Stored items:
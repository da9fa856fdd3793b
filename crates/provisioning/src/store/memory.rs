//! In-memory inventory
//!
//! Cheap to clone; clones share the same records.

use super::{CredentialStore, PortMappingStore, SwitchStore};
use crate::error::StoreError;
use bnp_types::{Credential, ManagementProtocol, NetworkPort, PortMapping, Switch, same_mac};
use std::collections::HashMap;
use std::net::IpAddr;
use std::sync::Arc;
use tokio::sync::RwLock;
use uuid::Uuid;

#[derive(Debug, Default)]
struct Records {
    switches: HashMap<Uuid, Switch>,
    credentials: HashMap<Uuid, Credential>,
    mappings: HashMap<String, PortMapping>,
    network_ports: HashMap<String, NetworkPort>,
}

impl Records {
    fn check_switch_unique(&self, switch: &Switch) -> Result<(), StoreError> {
        for other in self.switches.values().filter(|other| other.id != switch.id) {
            if same_mac(&other.mac_address, &switch.mac_address) {
                return Err(StoreError::Conflict(format!("mac_address {}", switch.mac_address)));
            }
            if other.ip_address == switch.ip_address {
                return Err(StoreError::Conflict(format!("ip_address {}", switch.ip_address)));
            }
        }
        Ok(())
    }
}

/// Inventory kept in process memory
#[derive(Debug, Clone, Default)]
pub struct InMemoryInventory {
    records: Arc<RwLock<Records>>,
}

impl InMemoryInventory {
    /// Empty inventory
    pub fn new() -> Self {
        Self::default()
    }
}

#[async_trait::async_trait]
impl SwitchStore for InMemoryInventory {
    async fn get_switch(&self, id: Uuid) -> Result<Option<Switch>, StoreError> {
        Ok(self.records.read().await.switches.get(&id).cloned())
    }

    async fn get_switch_by_mac(&self, mac: &str) -> Result<Option<Switch>, StoreError> {
        let records = self.records.read().await;
        Ok(records
            .switches
            .values()
            .find(|switch| same_mac(&switch.mac_address, mac))
            .cloned())
    }

    async fn get_switch_by_ip(&self, ip: IpAddr) -> Result<Option<Switch>, StoreError> {
        let records = self.records.read().await;
        Ok(records.switches.values().find(|switch| switch.ip_address == ip).cloned())
    }

    async fn list_switches(&self) -> Result<Vec<Switch>, StoreError> {
        let records = self.records.read().await;
        let mut switches: Vec<Switch> = records.switches.values().cloned().collect();
        switches.sort_by(|a, b| a.name.cmp(&b.name).then(a.id.cmp(&b.id)));
        Ok(switches)
    }

    async fn add_switch(&self, switch: Switch) -> Result<Switch, StoreError> {
        let mut records = self.records.write().await;
        if records.switches.contains_key(&switch.id) {
            return Err(StoreError::Conflict(format!("switch {}", switch.id)));
        }
        records.check_switch_unique(&switch)?;
        records.switches.insert(switch.id, switch.clone());
        Ok(switch)
    }

    async fn update_switch(&self, switch: Switch) -> Result<Switch, StoreError> {
        let mut records = self.records.write().await;
        if !records.switches.contains_key(&switch.id) {
            return Err(StoreError::NotFound(format!("switch {}", switch.id)));
        }
        records.check_switch_unique(&switch)?;
        records.switches.insert(switch.id, switch.clone());
        Ok(switch)
    }

    async fn update_validation_result(&self, id: Uuid, result: &str) -> Result<(), StoreError> {
        let mut records = self.records.write().await;
        let switch = records
            .switches
            .get_mut(&id)
            .ok_or_else(|| StoreError::NotFound(format!("switch {id}")))?;
        switch.validation_result = Some(result.to_string());
        Ok(())
    }

    async fn delete_switch(&self, id: Uuid) -> Result<(), StoreError> {
        let mut records = self.records.write().await;
        if records.switches.remove(&id).is_none() {
            return Err(StoreError::NotFound(format!("switch {id}")));
        }
        let orphaned: Vec<String> = records
            .mappings
            .values()
            .filter(|mapping| mapping.switch_id == id)
            .map(|mapping| mapping.neutron_port_id.clone())
            .collect();
        for port_id in orphaned {
            records.mappings.remove(&port_id);
            records.network_ports.remove(&port_id);
        }
        Ok(())
    }
}

#[async_trait::async_trait]
impl CredentialStore for InMemoryInventory {
    async fn get_credential_by_id(&self, id: Uuid) -> Result<Option<Credential>, StoreError> {
        Ok(self.records.read().await.credentials.get(&id).cloned())
    }

    async fn get_credential_by_name_and_protocol(
        &self,
        name: &str,
        protocol: ManagementProtocol,
    ) -> Result<Vec<Credential>, StoreError> {
        let records = self.records.read().await;
        Ok(records
            .credentials
            .values()
            .filter(|credential| credential.name == name && credential.protocol() == protocol)
            .cloned()
            .collect())
    }

    async fn list_credentials(&self) -> Result<Vec<Credential>, StoreError> {
        let records = self.records.read().await;
        let mut credentials: Vec<Credential> = records.credentials.values().cloned().collect();
        credentials.sort_by(|a, b| a.name.cmp(&b.name).then(a.id.cmp(&b.id)));
        Ok(credentials)
    }

    async fn add_credential(&self, credential: Credential) -> Result<Credential, StoreError> {
        let mut records = self.records.write().await;
        if records.credentials.contains_key(&credential.id) {
            return Err(StoreError::Conflict(format!("credential {}", credential.id)));
        }
        records.credentials.insert(credential.id, credential.clone());
        Ok(credential)
    }

    async fn delete_credential(&self, id: Uuid) -> Result<(), StoreError> {
        self.records
            .write()
            .await
            .credentials
            .remove(&id)
            .map(|_| ())
            .ok_or_else(|| StoreError::NotFound(format!("credential {id}")))
    }
}

#[async_trait::async_trait]
impl PortMappingStore for InMemoryInventory {
    async fn add_mapping(&self, mapping: PortMapping, network_port: NetworkPort) -> Result<(), StoreError> {
        let mut records = self.records.write().await;
        let port_id = mapping.neutron_port_id.clone();
        if network_port.neutron_port_id != port_id {
            return Err(StoreError::Backend(format!(
                "network port {} does not belong to mapping {port_id}",
                network_port.neutron_port_id
            )));
        }
        if records.mappings.contains_key(&port_id) {
            return Err(StoreError::Conflict(format!("port mapping {port_id}")));
        }
        if !records.switches.contains_key(&mapping.switch_id) {
            return Err(StoreError::NotFound(format!("switch {}", mapping.switch_id)));
        }
        records.mappings.insert(port_id.clone(), mapping);
        records.network_ports.insert(port_id, network_port);
        Ok(())
    }

    async fn delete_mapping(&self, neutron_port_id: &str) -> Result<(), StoreError> {
        let mut records = self.records.write().await;
        let mapping = records.mappings.remove(neutron_port_id);
        let network_port = records.network_ports.remove(neutron_port_id);
        if mapping.is_none() && network_port.is_none() {
            return Err(StoreError::NotFound(format!("port mapping {neutron_port_id}")));
        }
        Ok(())
    }

    async fn get_mapping(&self, neutron_port_id: &str) -> Result<Option<PortMapping>, StoreError> {
        Ok(self.records.read().await.mappings.get(neutron_port_id).cloned())
    }

    async fn get_mappings_by_switch(&self, switch_id: Uuid) -> Result<Vec<PortMapping>, StoreError> {
        let records = self.records.read().await;
        Ok(records
            .mappings
            .values()
            .filter(|mapping| mapping.switch_id == switch_id)
            .cloned()
            .collect())
    }

    async fn get_network_port(&self, neutron_port_id: &str) -> Result<Option<NetworkPort>, StoreError> {
        Ok(self.records.read().await.network_ports.get(neutron_port_id).cloned())
    }

    async fn get_network_ports_by_segmentation_id(&self, segmentation_id: u16) -> Result<Vec<NetworkPort>, StoreError> {
        let records = self.records.read().await;
        Ok(records
            .network_ports
            .values()
            .filter(|port| port.segmentation_id == segmentation_id)
            .cloned()
            .collect())
    }
}

#[cfg(test)]
mod tests {
    use super::*;
    use crate::test_utils::*;
    use bnp_types::{AccessType, BindStatus};

    fn mapping(port_id: &str, switch_id: Uuid) -> (PortMapping, NetworkPort) {
        (
            PortMapping {
                neutron_port_id: port_id.to_string(),
                switch_port_name: "Ten-GigabitEthernet1/0/10".to_string(),
                switch_id,
                ifindex: 10,
            },
            NetworkPort {
                neutron_port_id: port_id.to_string(),
                lag_id: None,
                access_type: AccessType::Access,
                segmentation_id: 100,
                bind_status: BindStatus::Success,
            },
        )
    }

    #[tokio::test]
    async fn test_switch_lookup_ignores_mac_spelling() {
        let store = InMemoryInventory::new();
        let switch = store
            .add_switch(test_switch("tor-1", "08:00:09:01:02:03", "192.0.2.10"))
            .await
            .unwrap();

        let found = store.get_switch_by_mac("08-00-09-01-02-03").await.unwrap().unwrap();
        assert_eq!(found.id, switch.id);
        assert!(store.get_switch_by_mac("08:00:09:01:02:04").await.unwrap().is_none());
        assert!(store.get_switch_by_ip("192.0.2.10".parse().unwrap()).await.unwrap().is_some());
    }

    #[tokio::test]
    async fn test_duplicate_mac_or_ip_conflicts() {
        let store = InMemoryInventory::new();
        store
            .add_switch(test_switch("tor-1", "08:00:09:01:02:03", "192.0.2.10"))
            .await
            .unwrap();

        let same_mac = store
            .add_switch(test_switch("tor-2", "08:00:09:01:02:03", "192.0.2.11"))
            .await;
        assert!(matches!(same_mac, Err(StoreError::Conflict(_))));
        let same_ip = store
            .add_switch(test_switch("tor-2", "08:00:09:01:02:04", "192.0.2.10"))
            .await;
        assert!(matches!(same_ip, Err(StoreError::Conflict(_))));
    }

    #[tokio::test]
    async fn test_delete_switch_cascades_mappings() {
        let store = InMemoryInventory::new();
        let switch = store
            .add_switch(test_switch("tor-1", "08:00:09:01:02:03", "192.0.2.10"))
            .await
            .unwrap();
        let (map, port) = mapping("port-1", switch.id);
        store.add_mapping(map, port).await.unwrap();
        assert_eq!(store.get_network_ports_by_segmentation_id(100).await.unwrap().len(), 1);

        store.delete_switch(switch.id).await.unwrap();
        assert!(store.get_mapping("port-1").await.unwrap().is_none());
        assert!(store.get_network_port("port-1").await.unwrap().is_none());
    }

    #[tokio::test]
    async fn test_mapping_requires_a_known_switch_and_unique_port() {
        let store = InMemoryInventory::new();
        let (map, port) = mapping("port-1", Uuid::new_v4());
        assert!(matches!(store.add_mapping(map, port).await, Err(StoreError::NotFound(_))));

        let switch = store
            .add_switch(test_switch("tor-1", "08:00:09:01:02:03", "192.0.2.10"))
            .await
            .unwrap();
        let (map, port) = mapping("port-1", switch.id);
        store.add_mapping(map.clone(), port.clone()).await.unwrap();
        assert!(matches!(store.add_mapping(map, port).await, Err(StoreError::Conflict(_))));
        assert_eq!(store.get_mappings_by_switch(switch.id).await.unwrap().len(), 1);

        store.delete_mapping("port-1").await.unwrap();
        assert!(matches!(store.delete_mapping("port-1").await, Err(StoreError::NotFound(_))));
    }

    #[tokio::test]
    async fn test_credentials_by_name_and_protocol() {
        let store = InMemoryInventory::new();
        let credential = store.add_credential(v2c_credential("tor-community")).await.unwrap();

        let found = store
            .get_credential_by_name_and_protocol("tor-community", ManagementProtocol::SnmpV2c)
            .await
            .unwrap();
        assert_eq!(found, vec![credential.clone()]);
        assert!(
            store
                .get_credential_by_name_and_protocol("tor-community", ManagementProtocol::SnmpV3)
                .await
                .unwrap()
                .is_empty()
        );

        store.delete_credential(credential.id).await.unwrap();
        assert!(store.get_credential_by_id(credential.id).await.unwrap().is_none());
    }
}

REQUIRED ACTION:
When the word "community" shows up in a line of the entries, pull that line out.

RESPONSE:
        let credential = store.add_credential(v2c_credential("tor-community")).await.unwrap();
            .get_credential_by_name_and_protocol("tor-community", ManagementProtocol::SnmpV2c)
                .get_credential_by_name_and_protocol("tor-community", ManagementProtocol::SnmpV3)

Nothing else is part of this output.